I would tranlate "wenig Zufrieden" = "unsatisfied". In
September
2003 I was wondering why the SCO Partners in Germany wasn´t
engcouraged to write SCO a letter to concentrate back on their
business IT solutions. On the SCO webpage I found over 200
SCO Partners in the SCO db:

http://wdb1.sco.com/sdir_web/owa/ptrLocator.search
-> Germany

One manager of a SCO partner of my town was surpriced that
SCO is making PR with his name and saw that SCO spend time
to bring this db uptodate - his some weeks old new phonnuber
was on the webpage - but does not have time for patches and
support. He told me that he has already written a resign of his
partnership but is still thinking about the consequences for his
customers - I advice migration from SCO to an trustable *nix -
in my eyes SCO cares only about their FUD and stocks but not
about IT.

Yesterday I found no SCO partner anymore in this db and on
the German SCO webpage there are only two partners left:
http://www.sco.de/partner/distributoren.html

But these partners do not mention SCO on their webpages
anymore. So Baystar needed only to phone all these former
SCO partners anonymous and ask them if they could advice
SCO as *nix solution, if the suport and development of the SCO
productes are still up to date or if they advice other *nix
solutions for a new project.

But it seems that they haven`t made a backup of this partnerlist.
But also a google search "SCO Parter" should made Baystar
fear about their investment:
http://www.google.de/search?q=SCO+Partner&hl=de

From Germany the google hit number one is my critical mail
about SCO Partners in Germany ;) - and this placement is not
manipulated - "SCO Partner" no business advantage anymore.

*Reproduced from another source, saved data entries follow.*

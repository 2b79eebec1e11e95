// Copyright 2026 James Casey
// SPDX-License-Identifier: Apache-2.0

//! Zirconium front-end core.
//!
//! Zirconium (Zr) is a small shell-inspired embedded scripting language:
//! POSIX-style command invocation (`cmd --flag value arg`) blended with
//! expression- and block-oriented programming (assignment, `if`/`else`,
//! `for ... in`, functions, arrays, object literals, interpolated strings,
//! pipelines).
//!
//! This crate contains the front end:
//! - Lexical analysis (tokenization with spans and flag retro-annotation)
//! - Parsing (error-tolerant AST construction)
//! - Rendering (source reconstruction and debug pretty-printing)
//!
//! A parse is a pure function from a source string to a tree plus a
//! diagnostics vector; nothing here blocks, prints, or shares state.
//!
//! # Example
//!
//! ```
//! use zirconium_core::prelude::*;
//!
//! let result = parse(r#"greet --loud "Hello, $player!""#);
//! assert!(result.is_clean());
//! let rendered = render(&result.tree, result.root);
//! assert_eq!(rendered, r#"greet --loud "Hello, $player!""#);
//! ```

pub mod ast;
pub mod render;
pub mod source_analysis;

/// Re-export of commonly used types.
pub mod prelude {
    pub use crate::ast::{Node, NodeFlags, NodeId, NodeKind, NodeTag, Tree};
    pub use crate::render::{pretty_print, render};
    pub use crate::source_analysis::{
        LexerOptions, NodeError, ParseResult, Span, is_input_complete, parse, parse_with_options,
    };
}
// Copyright 2026 James Casey
// SPDX-License-Identifier: Apache-2.0

//! Zirconium command-line interface.
//!
//! This is the main entry point for the `zr` command.

use camino::Utf8PathBuf;
use clap::{Parser, Subcommand};
use miette::{IntoDiagnostic, Result, WrapErr};
use zirconium_core::prelude::{ParseResult, parse, pretty_print, render};
use zirconium_core::source_analysis::{LexerOptions, Lexer};

mod diagnostic;

use diagnostic::ParseDiagnostic;

/// Zirconium: a shell-inspired embedded scripting language
#[derive(Debug, Parser)]
#[command(name = "zr")]
#[command(version, about, long_about = None)]
struct Cli {
    #[command(subcommand)]
    command: Command,
}

#[derive(Debug, Subcommand)]
enum Command {
    /// Parse a source file and report diagnostics
    Check {
        /// Source file to check
        path: Utf8PathBuf,
    },

    /// Dump the token stream of a source file
    Tokens {
        /// Source file to tokenize
        path: Utf8PathBuf,

        /// Include whitespace and comment tokens
        #[arg(long)]
        trivia: bool,
    },

    /// Pretty-print the syntax tree of a source file
    Ast {
        /// Source file to parse
        path: Utf8PathBuf,
    },

    /// Re-emit a source file from its parsed tree
    Render {
        /// Source file to render
        path: Utf8PathBuf,
    },
}

fn main() -> Result<()> {
    // Initialize tracing only when RUST_LOG is explicitly set, so normal
    // runs keep stderr clean for diagnostics.
    if std::env::var("RUST_LOG").is_ok() {
        let _ = tracing_subscriber::fmt()
            .with_env_filter(
                tracing_subscriber::EnvFilter::try_from_default_env()
                    .unwrap_or_else(|_| tracing_subscriber::EnvFilter::new("warn")),
            )
            .try_init();
    }

    miette::set_hook(Box::new(|_| {
        Box::new(
            miette::MietteHandlerOpts::new()
                .terminal_links(true)
                .unicode(true)
                .context_lines(3)
                .build(),
        )
    }))
    .ok();

    let cli = Cli::parse();
    match cli.command {
        Command::Check { path } => check(&path),
        Command::Tokens { path, trivia } => tokens(&path, trivia),
        Command::Ast { path } => ast(&path),
        Command::Render { path } => render_file(&path),
    }
}

fn read_source(path: &Utf8PathBuf) -> Result<String> {
    std::fs::read_to_string(path)
        .into_diagnostic()
        .wrap_err_with(|| format!("failed to read {path}"))
}

/// Parses and reports diagnostics; exits non-zero when any are found.
fn check(path: &Utf8PathBuf) -> Result<()> {
    let source = read_source(path)?;
    let result = parse(&source);

    if result.is_clean() {
        tracing::debug!("parsed {path} cleanly");
        println!("{path}: ok");
        return Ok(());
    }

    report_errors(&result, path.as_str(), &source);
    std::process::exit(1);
}

fn report_errors(result: &ParseResult, path: &str, source: &str) {
    for error in &result.errors {
        let diag = ParseDiagnostic::from_node_error(error, &result.tree, path, source);
        eprintln!("{:?}", miette::Report::new(diag));
    }
    eprintln!(
        "{path}: {} error{}",
        result.errors.len(),
        if result.errors.len() == 1 { "" } else { "s" }
    );
}

/// Prints one token per line with its span and flags.
fn tokens(path: &Utf8PathBuf, trivia: bool) -> Result<()> {
    let source = read_source(path)?;
    let options = LexerOptions {
        parse_comments_as_tokens: trivia,
        parse_whitespace_as_tokens: trivia,
        ..LexerOptions::default()
    };
    for token in Lexer::with_options(&source, options) {
        let span = token.span();
        let flags = token.flags();
        if flags.is_empty() {
            println!("{:>4}..{:<4} {}", span.start(), span.end(), token.kind());
        } else {
            println!(
                "{:>4}..{:<4} {} {flags:?}",
                span.start(),
                span.end(),
                token.kind()
            );
        }
    }
    Ok(())
}

/// Pretty-prints the tree; diagnostics go to stderr but do not fail the
/// command, since the tree is most useful exactly when the parse broke.
fn ast(path: &Utf8PathBuf) -> Result<()> {
    let source = read_source(path)?;
    let result = parse(&source);
    print!("{}", pretty_print(&result.tree, &[result.root], ""));
    if !result.is_clean() {
        report_errors(&result, path.as_str(), &source);
    }
    Ok(())
}

/// Renders the parsed tree back to source text.
fn render_file(path: &Utf8PathBuf) -> Result<()> {
    let source = read_source(path)?;
    let result = parse(&source);
    if !result.is_clean() {
        report_errors(&result, path.as_str(), &source);
        std::process::exit(1);
    }
    println!("{}", render(&result.tree, result.root));
    Ok(())
}
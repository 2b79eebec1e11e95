// Copyright 2026 James Casey
// SPDX-License-Identifier: Apache-2.0

//! Expression-mode parsing (Pratt precedence).
//!
//! Used inside `(...)`, on the right of `=`, inside array and object
//! literals, as `if`/`for` conditions, and inside `$(...)`. Binary
//! operators come from the grammar's binding-power table; all levels are
//! left-associative with ties broken by token order.

use ecow::EcoString;

use crate::ast::{NodeId, NodeKind};

use super::commands::adjacent;
use super::{Context, Parser};
use super::super::error::ParseErrorKind;
use super::super::grammar;
use super::super::token::TokenKind;
use super::super::Span;

impl Parser<'_> {
    /// Parses an expression with the given minimum binding power.
    pub(super) fn parse_expression(&mut self, min_bp: u8) -> NodeId {
        self.skip_trivia();
        let left = self.parse_prefix_expression();
        self.parse_binary_rest(left, min_bp)
    }

    /// Continues a Pratt loop over binary operators after `left`.
    pub(super) fn parse_binary_rest(&mut self, mut left: NodeId, min_bp: u8) -> NodeId {
        loop {
            self.skip_trivia();
            let op = match self.lexer.peek().kind() {
                TokenKind::Operator(op) => op.clone(),
                _ => break,
            };
            let Some(bp) = grammar::binding_power(&op) else {
                break;
            };
            if bp.left < min_bp {
                break;
            }

            let start = self
                .tree
                .node(left)
                .span()
                .map_or_else(|| self.current_start(), Span::start);
            let token = self.advance();
            let operator = self.tree.alloc(
                NodeKind::OperatorToken {
                    operator: op.clone(),
                },
                Some(token.span()),
            );

            self.skip_trivia();
            if self.at_expression_end() {
                return self.error_node(
                    ParseErrorKind::MissingExpression(op),
                    Some(left),
                    self.span_from(start),
                );
            }

            let right = self.parse_expression(bp.right);
            left = self.tree.alloc(
                NodeKind::BinaryExpression {
                    left,
                    operator,
                    right,
                },
                Some(self.span_from(start)),
            );
        }
        left
    }

    /// Returns true where no expression can start: a terminator, a closer
    /// for the current context, or end of input.
    fn at_expression_end(&mut self) -> bool {
        if self.is_at_end() || self.at_end_of_statement() {
            return true;
        }
        if self.at_special('}') {
            return true;
        }
        match self.contexts.last().copied() {
            Some(Context::Parens | Context::Inner) => self.at_special(')'),
            Some(Context::Call) => self.at_special(')') || self.at_special(','),
            Some(Context::Array) => self.at_special(']') || self.at_special(','),
            Some(Context::Object) => self.at_special(','),
            None => false,
        }
    }

    /// Parses one prefix production.
    fn parse_prefix_expression(&mut self) -> NodeId {
        let kind = self.lexer.peek().kind().clone();
        match kind {
            TokenKind::Number { value, raw } => {
                let token = self.advance();
                self.tree
                    .alloc(NodeKind::Number { value, raw }, Some(token.span()))
            }

            TokenKind::Boolean { value } => {
                let token = self.advance();
                self.tree
                    .alloc(NodeKind::Boolean { value }, Some(token.span()))
            }

            TokenKind::String { value, quotes, .. } => {
                let token = self.advance();
                if quotes.is_none() {
                    if self.at_special('(') && adjacent(token.span(), self.current_span()) {
                        return self.parse_call_form(&token, &value);
                    }
                    // In expression position a bareword is a plain string.
                    return self.tree.alloc(
                        NodeKind::String {
                            text: value,
                            quotes: None,
                            unterminated: false,
                        },
                        Some(token.span()),
                    );
                }
                self.string_node_from_token(&token)
            }

            TokenKind::InterpolatedString { .. } => {
                let token = self.advance();
                self.interpolated_string_node(&token)
            }

            TokenKind::Identifier(name) => {
                let token = self.advance();
                if name.is_empty() {
                    return self.parse_empty_identifier(&token);
                }
                let node = self
                    .tree
                    .alloc(NodeKind::Identifier { name }, Some(token.span()));
                self.check_trailing_dot(node, token.span())
            }

            TokenKind::PropertyAccess { .. } => {
                let token = self.advance();
                let chain = self.property_chain_node(&token);
                self.check_trailing_dot(chain, token.span())
            }

            TokenKind::Special('(') => self.parse_parenthesized(),
            TokenKind::Special('[') => self.parse_array_literal(),
            TokenKind::Special('{') => self.parse_object_literal(),

            // A `.` with nothing to attach to never forms a chain.
            TokenKind::Special('.') => {
                let token = self.advance();
                self.error_node(ParseErrorKind::InvalidPropertyAccess, None, token.span())
            }

            TokenKind::Operator(op) if grammar::UNARY_OPERATORS.contains(&op.as_str()) => {
                let token = self.advance();
                self.skip_trivia();
                if self.at_expression_end() {
                    return self.error_node(
                        ParseErrorKind::MissingExpression(op),
                        None,
                        token.span(),
                    );
                }
                let expression = self.parse_prefix_expression();
                let span = self.span_from(token.span().start());
                self.tree.alloc(
                    NodeKind::UnaryExpression {
                        operator: op,
                        expression,
                    },
                    Some(span),
                )
            }

            _ => {
                let span = self.current_span();
                let text = EcoString::from(self.lexer.peek().kind().to_string());
                if self.at_expression_end() {
                    // The offending token stays unconsumed for the caller,
                    // so anchor the wrapper to text already consumed.
                    let anchor = self.span_from(self.last_span.start());
                    return self.error_node(ParseErrorKind::MissingExpression(text), None, anchor);
                }
                self.advance();
                self.error_node(ParseErrorKind::UnexpectedToken(text), None, span)
            }
        }
    }

    /// Parses `( expression )`.
    pub(super) fn parse_parenthesized(&mut self) -> NodeId {
        let start = self.current_start();
        self.advance(); // (
        self.contexts.push(Context::Parens);
        self.skip_trivia();

        let expression = self.parse_expression(0);

        self.skip_trivia();
        let closed = self.eat_special(')');
        self.contexts.pop();

        let node = self.tree.alloc(
            NodeKind::ParenthesizedExpression { expression },
            Some(self.span_from(start)),
        );
        if closed {
            node
        } else {
            self.error_node(ParseErrorKind::Unclosed(')'), Some(node), self.span_from(start))
        }
    }

    /// Parses `[ expr, expr, ... ]`. Newlines inside the brackets are
    /// element separators' whitespace, not statement terminators.
    pub(super) fn parse_array_literal(&mut self) -> NodeId {
        let start = self.current_start();
        self.advance(); // [
        self.contexts.push(Context::Array);

        let mut values = Vec::new();
        let mut closed = false;
        loop {
            self.skip_trivia();
            if self.at_end_of_statement() {
                self.advance();
                continue;
            }
            if self.eat_special(']') {
                closed = true;
                break;
            }
            if self.is_at_end() {
                break;
            }

            values.push(self.parse_expression(0));

            self.skip_trivia();
            if self.eat_special(',') {
                continue;
            }
            if self.eat_special(']') {
                closed = true;
                break;
            }
            if self.at_end_of_statement() {
                continue;
            }
            if !self.is_at_end() {
                let token = self.advance();
                let text = EcoString::from(token.kind().to_string());
                let id =
                    self.error_node(ParseErrorKind::UnexpectedToken(text), None, token.span());
                values.push(id);
            }
        }
        self.contexts.pop();

        let node = self.tree.alloc(
            NodeKind::ArrayLiteral { values },
            Some(self.span_from(start)),
        );
        if closed {
            node
        } else {
            self.error_node(ParseErrorKind::Unclosed(']'), Some(node), self.span_from(start))
        }
    }

    /// Parses `{ key: value, ... }` (expression position only; `{` at
    /// statement start always opens a block).
    fn parse_object_literal(&mut self) -> NodeId {
        let start = self.current_start();
        self.advance(); // {
        self.contexts.push(Context::Object);

        let mut values = Vec::new();
        let mut closed = false;
        loop {
            self.skip_trivia();
            if self.at_end_of_statement() {
                self.advance();
                continue;
            }
            if self.eat_special('}') {
                closed = true;
                break;
            }
            if self.is_at_end() {
                break;
            }

            if let Some(assignment) = self.parse_property_assignment() {
                values.push(assignment);
            }

            self.skip_trivia();
            if self.eat_special(',') {
                continue;
            }
            if self.eat_special('}') {
                closed = true;
                break;
            }
            if self.at_end_of_statement() {
                continue;
            }
            if !self.is_at_end() {
                let token = self.advance();
                let text = EcoString::from(token.kind().to_string());
                let id =
                    self.error_node(ParseErrorKind::UnexpectedToken(text), None, token.span());
                values.push(id);
            }
        }
        self.contexts.pop();

        let node = self.tree.alloc(
            NodeKind::ObjectLiteral { values },
            Some(self.span_from(start)),
        );
        if closed {
            node
        } else {
            self.error_node(ParseErrorKind::Unclosed('}'), Some(node), self.span_from(start))
        }
    }

    /// Parses one `key: value` pair of an object literal.
    fn parse_property_assignment(&mut self) -> Option<NodeId> {
        let start = self.current_start();
        let kind = self.lexer.peek().kind().clone();
        let name = match kind {
            TokenKind::String { value, quotes, .. } => {
                let token = self.advance();
                self.tree.alloc(
                    NodeKind::String {
                        text: value,
                        quotes,
                        unterminated: false,
                    },
                    Some(token.span()),
                )
            }
            TokenKind::Identifier(name) if !name.is_empty() => {
                let token = self.advance();
                self.tree
                    .alloc(NodeKind::Identifier { name }, Some(token.span()))
            }
            _ => {
                let token = self.advance();
                let text = EcoString::from(token.kind().to_string());
                return Some(self.error_node(
                    ParseErrorKind::UnexpectedToken(text),
                    None,
                    token.span(),
                ));
            }
        };

        self.skip_trivia();
        if !self.eat_special(':') {
            // Anchor to the key; the token that should have been `:` is
            // left for the enclosing literal to consume.
            let span = self.span_from(self.last_span.start());
            return Some(self.error_node(
                ParseErrorKind::MissingExpression(":".into()),
                Some(name),
                span,
            ));
        }

        self.skip_trivia();
        let initializer = self.parse_expression(0);
        Some(self.tree.alloc(
            NodeKind::PropertyAssignment { name, initializer },
            Some(self.span_from(start)),
        ))
    }
}
impl Renderer<'_> {
    fn push_indent(&mut self) {
        for _ in 0..self.indent {
            self.out.push_str("    ");
        }
    }

    fn node(&mut self, id: NodeId) {
        match self.tree.kind(id).clone() {
            NodeKind::Source { children } => {
                for (i, child) in children.iter().enumerate() {
                    if i > 0 {
                        self.out.push('\n');
                    }
                    self.node(*child);
                }
            }

            NodeKind::Block { statements } => {
                self.out.push_str("{\n");
                self.indent += 1;
                for statement in statements {
                    self.push_indent();
                    self.node(statement);
                    self.out.push('\n');
                }
                self.indent -= 1;
                self.push_indent();
                self.out.push('}');
            }

            NodeKind::CommandStatement {
                command, children, ..
            } => {
                self.node(command);
                for child in children {
                    self.out.push(' ');
                    self.node(child);
                }
            }

            NodeKind::CommandName { name } => self.bare_text(name),

            NodeKind::IfStatement {
                condition,
                then_statement,
                else_statement,
            } => {
                self.out.push_str("if");
                if let Some(condition) = condition {
                    self.out.push(' ');
                    self.node(condition);
                }
                if let Some(then_statement) = then_statement {
                    self.out.push(' ');
                    self.node(then_statement);
                }
                if let Some(else_statement) = else_statement {
                    self.out.push_str(" else ");
                    self.node(else_statement);
                }
            }

            NodeKind::ForInStatement {
                initializer,
                expression,
                statement,
            } => {
                self.out.push_str("for ");
                self.node(initializer);
                self.out.push_str(" in ");
                self.node(expression);
                self.out.push(' ');
                self.node(statement);
            }

            NodeKind::FunctionDeclaration {
                name,
                parameters,
                body,
            } => {
                self.out.push_str("function ");
                self.bare_text(name);
                self.out.push('(');
                for (i, parameter) in parameters.iter().enumerate() {
                    if i > 0 {
                        self.out.push_str(", ");
                    }
                    self.node(*parameter);
                }
                self.out.push_str(") ");
                self.node(body);
            }

            NodeKind::Parameter {
                name,
                type_reference,
            } => {
                self.node(name);
                if let Some(type_reference) = type_reference {
                    self.out.push_str(": ");
                    self.node(type_reference);
                }
            }

            NodeKind::TypeReference { type_name } => self.bare_text(type_name),

            NodeKind::VariableStatement { declaration } => self.node(declaration),

            NodeKind::VariableDeclaration {
                identifier,
                expression,
            } => {
                self.node(identifier);
                self.out.push_str(" = ");
                self.node(expression);
            }

            NodeKind::BinaryExpression {
                left,
                operator,
                right,
            } => {
                self.node(left);
                self.out.push(' ');
                self.node(operator);
                self.out.push(' ');
                self.node(right);
            }

            NodeKind::UnaryExpression {
                operator,
                expression,
            } => {
                self.out.push_str(&operator);
                self.node(expression);
            }

            NodeKind::InterpolatedString { values, quotes } => {
                self.out.push(quotes.as_char());
                for value in values {
                    match self.tree.kind(value) {
                        NodeKind::String { text, .. } => {
                            let escaped = escape_into(text, quotes);
                            self.out.push_str(&escaped);
                        }
                        NodeKind::Identifier { name } => {
                            self.out.push('$');
                            self.out.push_str(name);
                        }
                        _ => {}
                    }
                }
                self.out.push(quotes.as_char());
            }

            NodeKind::ArrayLiteral { values } => {
                self.out.push('[');
                for (i, value) in values.iter().enumerate() {
                    if i > 0 {
                        self.out.push_str(", ");
                    }
                    self.node(*value);
                }
                self.out.push(']');
            }

            NodeKind::ObjectLiteral { values } => {
                self.out.push('{');
                for (i, value) in values.iter().enumerate() {
                    if i > 0 {
                        self.out.push(',');
                    }
                    self.out.push(' ');
                    self.node(*value);
                }
                if !values.is_empty() {
                    self.out.push(' ');
                }
                self.out.push('}');
            }

            NodeKind::PropertyAssignment { name, initializer } => {
                self.bare_key(name);
                self.out.push_str(": ");
                self.node(initializer);
            }

            NodeKind::PropertyAccessExpression { expression, name } => {
                self.node(expression);
                self.out.push('.');
                self.bare_text(name);
            }

            NodeKind::ArrayIndexExpression { expression, index } => {
                self.node(expression);
                self.out.push('.');
                self.bare_text(index);
            }

            NodeKind::ParenthesizedExpression { expression } => {
                self.out.push('(');
                self.node(expression);
                self.out.push(')');
            }

            NodeKind::InnerExpression { expression } => {
                self.out.push_str("$(");
                self.node(expression);
                self.out.push(')');
            }

            NodeKind::PrefixExpression { prefix, expression } => {
                self.node(prefix);
                self.node(expression);
            }

            NodeKind::OptionExpression { option, expression } => {
                self.node(option);
                self.out.push(' ');
                self.node(expression);
            }

            NodeKind::OptionKey { flag, prefix } => {
                self.out.push_str(prefix.as_str());
                self.out.push_str(&flag);
            }

            NodeKind::String {
                text,
                quotes,
                ..
            } => match quotes {
                Some(q) => {
                    self.out.push(q.as_char());
                    let escaped = escape_into(&text, q);
                    self.out.push_str(&escaped);
                    self.out.push(q.as_char());
                }
                None => self.out.push_str(&text),
            },

            NodeKind::Number { raw, .. } => self.out.push_str(&raw),

            NodeKind::Boolean { value } => {
                self.out.push_str(if value { "true" } else { "false" });
            }

            NodeKind::Identifier { name } => {
                self.out.push('$');
                self.out.push_str(&name);
            }

            NodeKind::OperatorToken { operator } => self.out.push_str(&operator),

            NodeKind::PrefixToken { value } => self.out.push(value),

            NodeKind::EndOfStatement => self.out.push(';'),

            NodeKind::Invalid { expression, .. } => {
                if let Some(expression) = expression {
                    self.node(expression);
                }
            }
        }
    }

    /// Emits the raw text of a terminal without any sigil or quoting
    /// (command names, function names, type names, property names).
    fn bare_text(&mut self, id: NodeId) {
        match self.tree.kind(id) {
            NodeKind::String { text, .. } => self.out.push_str(text),
            NodeKind::Identifier { name } => self.out.push_str(name),
            NodeKind::Number { raw, .. } => self.out.push_str(raw),
            _ => {}
        }
    }

    /// Emits an object-literal key: barewords stay bare, quoted strings
    /// keep their quotes, identifiers keep their sigil.
    fn bare_key(&mut self, id: NodeId) {
        if let NodeKind::String {
            quotes: None, text, ..
        } = self.tree.kind(id)
        {
            self.out.push_str(text);
        } else {
            self.node(id);
        }
    }
}
// Copyright 2026 James Casey
// SPDX-License-Identifier: Apache-2.0

//! Diagnostic presentation using miette.
//!
//! Converts zirconium-core parse diagnostics into miette-formatted errors
//! with source context, an arrow at the offending span, and the
//! `file:start..end` location tooling expects.

use miette::{Diagnostic, SourceSpan};
use zirconium_core::prelude::{NodeError, Span, Tree};

/// A parse diagnostic with rich terminal formatting.
#[derive(Debug, Diagnostic, thiserror::Error)]
#[error("{message}")]
#[diagnostic(code(zirconium::parse))]
pub struct ParseDiagnostic {
    /// Human-readable error message.
    pub message: String,
    /// Source code for context.
    #[source_code]
    pub src: miette::NamedSource<String>,
    /// Location of the error.
    #[label("here")]
    pub span: SourceSpan,
}

impl ParseDiagnostic {
    /// Builds a diagnostic from a core [`NodeError`], pulling the span off
    /// the node it references.
    pub fn from_node_error(
        error: &NodeError,
        tree: &Tree,
        source_path: &str,
        source: &str,
    ) -> Self {
        let span = tree
            .node(error.node)
            .span()
            .unwrap_or_else(|| Span::point(0));
        Self {
            message: error.message.to_string(),
            src: miette::NamedSource::new(source_path, source.to_string()),
            span: span.into(),
        }
    }
}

Baystar would have come more early to the conclusion, SCO is
has become a layer an liar company and isn´t a IT company
that manager would chose for new IT projects.

SCO has lost his partners, his clients and the trust of the IT
branche and was only a "potemkin village" a PR-bubble over
the last 6 (12?) month - but the emissaries wanted to belief in
the PR-boubble and SCO FUD.

So what is the result of the SCO stock manipulation:
- IT people has got a economic lesson
- Economic people has become a lesson that an IT company
will not live longe when they focus on PR, FUD and good IT
products/solutions/support by PR and FUD.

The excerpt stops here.